Temporal landscape of mitochondrial proteostasis governed by the UPR(mt)

Breakdown of mitochondrial proteostasis activates quality control pathways including the mitochondrial unfolded protein response (UPR(mt)) and PINK1/Parkin mitophagy. However, beyond the up-regulation of chaperones and proteases, we have a limited understanding of how the UPR(mt) remodels and restores damaged mitochondrial proteomes. Here, we have developed a functional proteomics framework, termed MitoPQ (Mitochondrial Proteostasis Quantification), to dissect the UPR(mt)’s role in maintaining proteostasis during stress. We find essential roles for the UPR(mt) in both protecting and repairing proteostasis, with oxidative phosphorylation metabolism being a central target of the UPR(mt).
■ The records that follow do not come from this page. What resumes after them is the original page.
use tracing::{error, info, warn};
use uectl_core::exit_codes::exit_code_for_completion;
use uectl_core::{status_code_to_string, ErrorCode};

use crate::event_loop::LoopHandle;
use crate::exit::ExitCoordinator;
use crate::ports::UpdateEngineCallback;

/// Callback registered with the service in follow mode.
///
/// Notifications are re-posted onto the message loop, so the logging and the
/// exit decision below always run on the loop thread. Once an exit has been
/// decided, new and already queued notifications are dropped without side
/// effects.
pub struct StatusCallbackSink {
    handle: LoopHandle,
    exit: ExitCoordinator,
}

impl StatusCallbackSink {
    pub fn new(handle: LoopHandle, exit: ExitCoordinator) -> Self {
        Self { handle, exit }
    }

    fn post(&self, what: &str, task: impl FnOnce(&ExitCoordinator) + Send + 'static) {
        if self.exit.is_decided() {
            return;
        }

        let exit = self.exit.clone();
        let res = self.handle.post_task(move || {
            if exit.is_decided() {
                return;
            }
            task(&exit);
        });
        if let Err(e) = res {
            warn!("Dropping {what} notification: {e}");
        }
    }
}

impl UpdateEngineCallback for StatusCallbackSink {
    fn on_status_update(&self, status_code: i32, percentage: f32) {
        self.post("onStatusUpdate", move |_| {
            info!(
                "onStatusUpdate({} ({}), {})",
                status_code_to_string(status_code),
                status_code,
                percentage
            );
        });
    }

    fn on_payload_application_complete(&self, error_code: i32) {
        self.post("onPayloadApplicationComplete", move |exit| {
            let code = ErrorCode(error_code);
            info!("onPayloadApplicationComplete({code})");
            if let Err(e) = exit.exit_when_idle(exit_code_for_completion(code)) {
                error!("Failed to schedule exit: {e}");
            }
        });
    }
}
use std::sync::atomic::{AtomicBool, Ordering};
use std::sync::{Arc, Mutex};

use clap::Parser;
use uectl_app_core::ports::{UpdateEngineCallback, UpdateEngineService};
use uectl_cli::{run_client, Cli};
use uectl_config::DEFAULT_PAYLOAD_URI;
use uectl_core::exit_codes::{EXIT_FAILURE, EX_OK};
use uectl_core::RpcStatus;

#[derive(Default)]
struct DummyService {
    calls: Mutex<Vec<String>>,
    headers: Mutex<Vec<String>>,
}

impl DummyService {
    fn calls(&self) -> Vec<String> {
        self.calls.lock().unwrap().clone()
    }
}

impl UpdateEngineService for DummyService {
    fn apply_payload(&self, url: &str, headers: &[String]) -> Result<(), RpcStatus> {
        self.calls.lock().unwrap().push(format!("apply_payload:{url}"));
        *self.headers.lock().unwrap() = headers.to_vec();
        Ok(())
    }

    fn suspend(&self) -> Result<(), RpcStatus> {
        self.calls.lock().unwrap().push("suspend".into());
        Ok(())
    }

    fn resume(&self) -> Result<(), RpcStatus> {
        self.calls.lock().unwrap().push("resume".into());
        Err(RpcStatus::new(-5, "Update not suspended"))
    }

    fn cancel(&self) -> Result<(), RpcStatus> {
        self.calls.lock().unwrap().push("cancel".into());
        Ok(())
    }

    fn bind(&self, callback: Arc<dyn UpdateEngineCallback>) -> Result<bool, RpcStatus> {
        self.calls.lock().unwrap().push("bind".into());
        std::thread::spawn(move || callback.on_payload_application_complete(0));
        Ok(true)
    }
}

#[test]
fn no_arguments_is_nothing_to_do() {
    let connected = AtomicBool::new(false);
    let code = run_client(["uectl"], |_cli: &Cli| {
        connected.store(true, Ordering::SeqCst);
        Ok(DummyService::default())
    });

    assert_eq!(code, EXIT_FAILURE);
    assert!(!connected.load(Ordering::SeqCst), "no service lookup expected");
}

#[test]
fn positional_argument_is_rejected_before_any_call() {
    let service = Arc::new(DummyService::default());
    let code = run_client(["uectl", "--suspend", "foo"], |_cli: &Cli| Ok(service.clone()));

    assert_eq!(code, EXIT_FAILURE);
    assert!(service.calls().is_empty());
}

#[test]
fn lone_positional_argument_is_rejected() {
    let service = Arc::new(DummyService::default());
    let code = run_client(["uectl", "foo"], |_cli: &Cli| Ok(service.clone()));

    assert_eq!(code, EXIT_FAILURE);
    assert!(service.calls().is_empty());
}

#[test]
fn unknown_flag_is_a_usage_error() {
    let service = Arc::new(DummyService::default());
    let code = run_client(["uectl", "--reboot"], |_cli: &Cli| Ok(service.clone()));

    assert_eq!(code, EXIT_FAILURE);
    assert!(service.calls().is_empty());
}

#[test]
fn help_exits_zero() {
    let code = run_client(["uectl", "--help"], |_cli: &Cli| Ok(DummyService::default()));
    assert_eq!(code, EX_OK);
}

#[test]
fn failed_lookup_exits_one() {
    let code = run_client(["uectl", "--cancel"], |_cli: &Cli| -> anyhow::Result<DummyService> {
        anyhow::bail!("service not found")
    });
    assert_eq!(code, EXIT_FAILURE);
}

#[test]
fn suspend_and_resume_map_their_status() {
    let service = Arc::new(DummyService::default());
    assert_eq!(
        run_client(["uectl", "--suspend"], |_cli: &Cli| Ok(service.clone())),
        EX_OK
    );
    assert_eq!(
        run_client(["uectl", "--resume"], |_cli: &Cli| Ok(service.clone())),
        -5
    );
    assert_eq!(service.calls(), vec!["suspend", "resume"]);
}

#[test]
fn flags_without_a_command_exit_zero() {
    let service = Arc::new(DummyService::default());
    let code = run_client(["uectl", "--payload=file:///tmp/x"], |_cli: &Cli| {
        Ok(service.clone())
    });

    assert_eq!(code, EX_OK);
    assert!(service.calls().is_empty());
}

#[test]
fn update_passes_non_empty_header_lines_in_order() {
    let service = Arc::new(DummyService::default());
    let code = run_client(
        [
            "uectl",
            "--update",
            "--payload=file:///data/ota.zip",
            "--headers=FILE_HASH=abc\n\nFILE_SIZE=1024\n\n\nMETADATA_SIZE=12\n",
        ],
        |_cli: &Cli| Ok(service.clone()),
    );

    assert_eq!(code, EX_OK);
    assert_eq!(service.calls(), vec!["apply_payload:file:///data/ota.zip"]);
    assert_eq!(
        *service.headers.lock().unwrap(),
        vec!["FILE_HASH=abc", "FILE_SIZE=1024", "METADATA_SIZE=12"]
    );
}

#[test]
fn update_and_follow_waits_for_completion() {
    let service = Arc::new(DummyService::default());
    let code = run_client(["uectl", "--update", "--follow"], |_cli: &Cli| {
        Ok(service.clone())
    });

    assert_eq!(code, EX_OK);
    assert_eq!(
        service.calls(),
        vec!["bind".to_string(), format!("apply_payload:{DEFAULT_PAYLOAD_URI}")]
    );
}

#[test]
fn payload_defaults_to_the_local_placeholder() {
    let cli = Cli::try_parse_from(["uectl", "--update"]).unwrap();
    let req = cli.payload_request();

    assert_eq!(req.uri, DEFAULT_PAYLOAD_URI);
    assert!(req.headers.is_empty());
    assert!(cli.selection().update);
    assert!(!cli.selection().follow);
}
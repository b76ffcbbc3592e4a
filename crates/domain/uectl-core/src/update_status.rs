use std::fmt;

/// States reported by the update engine through `on_status_update`.
#[derive(Debug, Clone, Copy, PartialEq, Eq)]
#[repr(i32)]
pub enum UpdateStatus {
    Idle = 0,
    CheckingForUpdate = 1,
    UpdateAvailable = 2,
    Downloading = 3,
    Verifying = 4,
    Finalizing = 5,
    UpdatedNeedReboot = 6,
    ReportingErrorEvent = 7,
    AttemptingRollback = 8,
    Disabled = 9,
}

impl UpdateStatus {
    pub fn from_code(code: i32) -> Option<Self> {
        Some(match code {
            0 => Self::Idle,
            1 => Self::CheckingForUpdate,
            2 => Self::UpdateAvailable,
            3 => Self::Downloading,
            4 => Self::Verifying,
            5 => Self::Finalizing,
            6 => Self::UpdatedNeedReboot,
            7 => Self::ReportingErrorEvent,
            8 => Self::AttemptingRollback,
            9 => Self::Disabled,
            _ => return None,
        })
    }

    pub fn as_str(self) -> &'static str {
        match self {
            Self::Idle => "UPDATE_STATUS_IDLE",
            Self::CheckingForUpdate => "UPDATE_STATUS_CHECKING_FOR_UPDATE",
            Self::UpdateAvailable => "UPDATE_STATUS_UPDATE_AVAILABLE",
            Self::Downloading => "UPDATE_STATUS_DOWNLOADING",
            Self::Verifying => "UPDATE_STATUS_VERIFYING",
            Self::Finalizing => "UPDATE_STATUS_FINALIZING",
            Self::UpdatedNeedReboot => "UPDATE_STATUS_UPDATED_NEED_REBOOT",
            Self::ReportingErrorEvent => "UPDATE_STATUS_REPORTING_ERROR_EVENT",
            Self::AttemptingRollback => "UPDATE_STATUS_ATTEMPTING_ROLLBACK",
            Self::Disabled => "UPDATE_STATUS_DISABLED",
        }
    }
}

impl fmt::Display for UpdateStatus {
    fn fmt(&self, f: &mut fmt::Formatter<'_>) -> fmt::Result {
        f.write_str(self.as_str())
    }
}

/// Renders a raw status code, falling back to the number for unknown codes.
pub fn status_code_to_string(code: i32) -> String {
    match UpdateStatus::from_code(code) {
        Some(status) => status.as_str().to_string(),
        None => code.to_string(),
    }
}
use std::collections::HashMap;
use std::path::{Path, PathBuf};
use std::sync::atomic::{AtomicU64, Ordering};
use std::sync::{Arc, Mutex, MutexGuard, PoisonError};

use thiserror::Error;
use tokio::io::{AsyncBufReadExt, AsyncWriteExt, BufReader};
use tokio::net::unix::{OwnedReadHalf, OwnedWriteHalf};
use tokio::net::UnixStream;
use tokio::sync::oneshot;
use tokio::task::JoinHandle;
use tracing::{debug, warn};
use uectl_app_core::ports::{UpdateEngineCallback, UpdateEngineService};
use uectl_core::RpcStatus;

use crate::runtime::runtime;
use crate::wire::{Call, RequestEnvelope, ServerMessage, WireStatus};

#[derive(Debug, Error)]
pub enum TransportError {
    #[error("Failed to connect to the update engine at {path}: {source}")]
    Connect {
        path: PathBuf,
        #[source]
        source: std::io::Error,
    },
    #[error("Transport runtime unavailable: {0}")]
    Runtime(String),
}

struct Reply {
    status: WireStatus,
    bound: Option<bool>,
}

/// In-flight calls by request id. `None` once the connection is gone.
type PendingReplies = Arc<Mutex<Option<HashMap<u64, oneshot::Sender<Reply>>>>>;
type CallbackSlot = Arc<Mutex<Option<Arc<dyn UpdateEngineCallback>>>>;

fn lock<T>(m: &Mutex<T>) -> MutexGuard<'_, T> {
    m.lock().unwrap_or_else(PoisonError::into_inner)
}

/// Update engine service reached over a Unix stream socket.
///
/// Calls block the caller until the matching response line arrives. A
/// background reader task routes responses to their callers and hands
/// notifications to the bound callback.
pub struct SocketUpdateEngine {
    rt: &'static tokio::runtime::Runtime,
    writer: tokio::sync::Mutex<OwnedWriteHalf>,
    pending: PendingReplies,
    callback: CallbackSlot,
    next_id: AtomicU64,
    reader: JoinHandle<()>,
}

impl SocketUpdateEngine {
    pub fn connect(path: impl AsRef<Path>) -> Result<Self, TransportError> {
        let path = path.as_ref();
        let rt = runtime()?;
        let stream = rt
            .block_on(UnixStream::connect(path))
            .map_err(|source| TransportError::Connect {
                path: path.to_path_buf(),
                source,
            })?;
        debug!("connected to update engine at {}", path.display());

        let (read_half, write_half) = stream.into_split();
        let pending: PendingReplies = Arc::new(Mutex::new(Some(HashMap::new())));
        let callback: CallbackSlot = Arc::new(Mutex::new(None));
        let reader = rt.spawn(read_loop(read_half, pending.clone(), callback.clone()));

        Ok(Self {
            rt,
            writer: tokio::sync::Mutex::new(write_half),
            pending,
            callback,
            next_id: AtomicU64::new(1),
            reader,
        })
    }

    fn call(&self, call: Call) -> Result<Reply, RpcStatus> {
        let id = self.next_id.fetch_add(1, Ordering::Relaxed);
        let name = call.name();
        let mut line = serde_json::to_string(&RequestEnvelope { id, call })
            .map_err(|e| RpcStatus::transaction_failed(format!("{name}: encode failed: {e}")))?;
        line.push('\n');

        let (tx, rx) = oneshot::channel();
        match lock(&self.pending).as_mut() {
            Some(pending) => {
                pending.insert(id, tx);
            }
            None => {
                return Err(RpcStatus::transaction_failed(format!(
                    "{name}: connection to the update engine is closed"
                )))
            }
        }

        let sent = self.rt.block_on(async {
            let mut writer = self.writer.lock().await;
            writer.write_all(line.as_bytes()).await?;
            writer.flush().await
        });
        if let Err(e) = sent {
            if let Some(pending) = lock(&self.pending).as_mut() {
                pending.remove(&id);
            }
            return Err(RpcStatus::transaction_failed(format!(
                "{name}: send failed: {e}"
            )));
        }

        debug!(id, method = name, "waiting for reply");
        self.rt.block_on(rx).map_err(|_| {
            RpcStatus::transaction_failed(format!("{name}: connection closed before reply"))
        })
    }

    fn simple_call(&self, call: Call) -> Result<(), RpcStatus> {
        self.call(call)?.status.into_result()
    }
}

impl UpdateEngineService for SocketUpdateEngine {
    fn apply_payload(&self, url: &str, headers: &[String]) -> Result<(), RpcStatus> {
        self.simple_call(Call::ApplyPayload {
            url: url.to_string(),
            headers: headers.to_vec(),
        })
    }

    fn suspend(&self) -> Result<(), RpcStatus> {
        self.simple_call(Call::Suspend)
    }

    fn resume(&self) -> Result<(), RpcStatus> {
        self.simple_call(Call::Resume)
    }

    fn cancel(&self) -> Result<(), RpcStatus> {
        self.simple_call(Call::Cancel)
    }

    fn bind(&self, callback: Arc<dyn UpdateEngineCallback>) -> Result<bool, RpcStatus> {
        // Installed first so notifications sent right after the reply are not lost.
        *lock(&self.callback) = Some(callback);

        let bound = self.call(Call::Bind).and_then(|reply| {
            reply.status.into_result()?;
            Ok(reply.bound.unwrap_or(false))
        });
        if !matches!(bound, Ok(true)) {
            *lock(&self.callback) = None;
        }
        bound
    }
}

impl Drop for SocketUpdateEngine {
    fn drop(&mut self) {
        self.reader.abort();
    }
}

async fn read_loop(read_half: OwnedReadHalf, pending: PendingReplies, callback: CallbackSlot) {
    let mut lines = BufReader::new(read_half).lines();

    loop {
        let line = match lines.next_line().await {
            Ok(Some(line)) => line,
            Ok(None) => {
                warn!("update engine closed the connection");
                break;
            }
            Err(e) => {
                warn!("reading from update engine failed: {e}");
                break;
            }
        };
        if line.trim().is_empty() {
            continue;
        }

        let msg: ServerMessage = match serde_json::from_str(&line) {
            Ok(msg) => msg,
            Err(e) => {
                warn!("ignoring malformed message from update engine: {e}");
                continue;
            }
        };

        match msg {
            ServerMessage::Response { id, status, bound } => {
                let tx = lock(&pending).as_mut().and_then(|p| p.remove(&id));
                match tx {
                    Some(tx) => {
                        let _ = tx.send(Reply { status, bound });
                    }
                    None => warn!(id, "reply for unknown request"),
                }
            }
            ServerMessage::StatusUpdate {
                status_code,
                percentage,
            } => {
                let cb = lock(&callback).clone();
                if let Some(cb) = cb {
                    cb.on_status_update(status_code, percentage);
                }
            }
            ServerMessage::PayloadApplicationComplete { error_code } => {
                let cb = lock(&callback).clone();
                if let Some(cb) = cb {
                    cb.on_payload_application_complete(error_code);
                }
            }
        }
    }

    // Dropping the senders fails every in-flight call.
    lock(&pending).take();
}
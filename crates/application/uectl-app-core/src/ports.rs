use std::sync::Arc;

use uectl_core::RpcStatus;

/// Client side handle to the update engine service.
///
/// Every method blocks until the service has answered.
pub trait UpdateEngineService: Send + Sync + 'static {
    fn apply_payload(&self, url: &str, headers: &[String]) -> Result<(), RpcStatus>;
    fn suspend(&self) -> Result<(), RpcStatus>;
    fn resume(&self) -> Result<(), RpcStatus>;
    fn cancel(&self) -> Result<(), RpcStatus>;
    /// Registers `callback` for status notifications. `Ok(false)` means the
    /// service answered but refused the registration.
    fn bind(&self, callback: Arc<dyn UpdateEngineCallback>) -> Result<bool, RpcStatus>;
}

/// Notifications pushed by the update engine after a successful `bind`.
///
/// Called on whatever thread the transport delivers on.
pub trait UpdateEngineCallback: Send + Sync + 'static {
    fn on_status_update(&self, status_code: i32, percentage: f32);
    fn on_payload_application_complete(&self, error_code: i32);
}

impl<T: UpdateEngineService + ?Sized> UpdateEngineService for Arc<T> {
    fn apply_payload(&self, url: &str, headers: &[String]) -> Result<(), RpcStatus> {
        (**self).apply_payload(url, headers)
    }

    fn suspend(&self) -> Result<(), RpcStatus> {
        (**self).suspend()
    }

    fn resume(&self) -> Result<(), RpcStatus> {
        (**self).resume()
    }

    fn cancel(&self) -> Result<(), RpcStatus> {
        (**self).cancel()
    }

    fn bind(&self, callback: Arc<dyn UpdateEngineCallback>) -> Result<bool, RpcStatus> {
        (**self).bind(callback)
    }
}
Transcriptome analyses together with MitoPQ reveal that UPR(mt) transcription factors drive independent signaling arms that act in concert to maintain proteostasis. Unidirectional interplay between the UPR(mt) and PINK1/Parkin mitophagy was found to promote oxidative phosphorylation recovery when the UPR(mt) failed. Collectively, this study defines the network of proteostasis mediated by the UPR(mt) and highlights the value of functional proteomics in decoding stressed proteomes.